**Records for this exercise**:
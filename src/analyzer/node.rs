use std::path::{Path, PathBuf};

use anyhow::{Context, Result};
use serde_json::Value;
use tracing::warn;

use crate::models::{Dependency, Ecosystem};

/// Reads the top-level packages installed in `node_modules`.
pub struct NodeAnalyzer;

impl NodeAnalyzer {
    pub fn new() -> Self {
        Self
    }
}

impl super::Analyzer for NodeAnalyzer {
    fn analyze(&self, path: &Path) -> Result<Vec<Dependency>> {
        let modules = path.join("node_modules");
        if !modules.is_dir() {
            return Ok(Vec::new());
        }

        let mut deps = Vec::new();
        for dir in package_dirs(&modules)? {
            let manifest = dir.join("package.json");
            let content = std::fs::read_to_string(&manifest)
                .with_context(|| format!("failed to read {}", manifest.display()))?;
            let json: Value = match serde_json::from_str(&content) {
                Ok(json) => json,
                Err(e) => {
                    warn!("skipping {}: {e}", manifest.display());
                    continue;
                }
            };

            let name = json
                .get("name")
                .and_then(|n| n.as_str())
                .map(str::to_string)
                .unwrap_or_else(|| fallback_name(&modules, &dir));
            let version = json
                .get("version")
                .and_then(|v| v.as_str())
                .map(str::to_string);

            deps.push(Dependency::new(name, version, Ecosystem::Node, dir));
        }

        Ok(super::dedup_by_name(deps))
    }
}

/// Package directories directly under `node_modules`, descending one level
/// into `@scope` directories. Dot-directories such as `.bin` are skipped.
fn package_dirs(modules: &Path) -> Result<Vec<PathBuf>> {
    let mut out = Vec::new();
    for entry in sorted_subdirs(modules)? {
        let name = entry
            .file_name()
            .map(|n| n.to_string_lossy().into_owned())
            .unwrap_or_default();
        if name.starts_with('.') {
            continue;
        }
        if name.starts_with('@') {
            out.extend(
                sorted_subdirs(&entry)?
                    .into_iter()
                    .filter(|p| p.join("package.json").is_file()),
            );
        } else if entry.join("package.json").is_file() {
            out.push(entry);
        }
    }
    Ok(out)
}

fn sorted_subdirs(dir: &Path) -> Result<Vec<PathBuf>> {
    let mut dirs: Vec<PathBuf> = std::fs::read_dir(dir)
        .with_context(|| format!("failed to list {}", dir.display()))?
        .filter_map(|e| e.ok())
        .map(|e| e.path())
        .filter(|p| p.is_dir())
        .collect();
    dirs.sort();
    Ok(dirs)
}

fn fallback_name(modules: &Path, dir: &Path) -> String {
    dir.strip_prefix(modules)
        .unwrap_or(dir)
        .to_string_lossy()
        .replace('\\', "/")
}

**What you are asked to do**: Output all of the material exactly.

**Completed exercise**:
filename src/analyzer/node.rs
use std::path::{Path, PathBuf};

use anyhow::{Context, Result};
use serde_json::Value;
use tracing::warn;

use crate::models::{Dependency, Ecosystem};

/// Reads the top-level packages installed in `node_modules`.
pub struct NodeAnalyzer;

impl NodeAnalyzer {
    pub fn new() -> Self {
        Self
    }
}

impl super::Analyzer for NodeAnalyzer {
    fn analyze(&self, path: &Path) -> Result<Vec<Dependency>> {
        let modules = path.join("node_modules");
        if !modules.is_dir() {
            return Ok(Vec::new());
        }

        let mut deps = Vec::new();
        for dir in package_dirs(&modules)? {
            let manifest = dir.join("package.json");
            let content = std::fs::read_to_string(&manifest)
                .with_context(|| format!("failed to read {}", manifest.display()))?;
            let json: Value = match serde_json::from_str(&content) {
                Ok(json) => json,
                Err(e) => {
                    warn!("skipping {}: {e}", manifest.display());
                    continue;
                }
            };

            let name = json
                .get("name")
                .and_then(|n| n.as_str())
                .map(str::to_string)
                .unwrap_or_else(|| fallback_name(&modules, &dir));
            let version = json
                .get("version")
                .and_then(|v| v.as_str())
                .map(str::to_string);

            deps.push(Dependency::new(name, version, Ecosystem::Node, dir));
        }

        Ok(super::dedup_by_name(deps))
    }
}

/// Package directories directly under `node_modules`, descending one level
/// into `@scope` directories. Dot-directories such as `.bin` are skipped.
fn package_dirs(modules: &Path) -> Result<Vec<PathBuf>> {
    let mut out = Vec::new();
    for entry in sorted_subdirs(modules)? {
        let name = entry
            .file_name()
            .map(|n| n.to_string_lossy().into_owned())
            .unwrap_or_default();
        if name.starts_with('.') {
            continue;
        }
        if name.starts_with('@') {
            out.extend(
                sorted_subdirs(&entry)?
                    .into_iter()
                    .filter(|p| p.join("package.json").is_file()),
            );
        } else if entry.join("package.json").is_file() {
            out.push(entry);
        }
    }
    Ok(out)
}

fn sorted_subdirs(dir: &Path) -> Result<Vec<PathBuf>> {
    let mut dirs: Vec<PathBuf> = std::fs::read_dir(dir)
        .with_context(|| format!("failed to list {}", dir.display()))?
        .filter_map(|e| e.ok())
        .map(|e| e.path())
        .filter(|p| p.is_dir())
        .collect();
    dirs.sort();
    Ok(dirs)
}

fn fallback_name(modules: &Path, dir: &Path) -> String {
    dir.strip_prefix(modules)
        .unwrap_or(dir)
        .to_string_lossy()
        .replace('\\', "/")
}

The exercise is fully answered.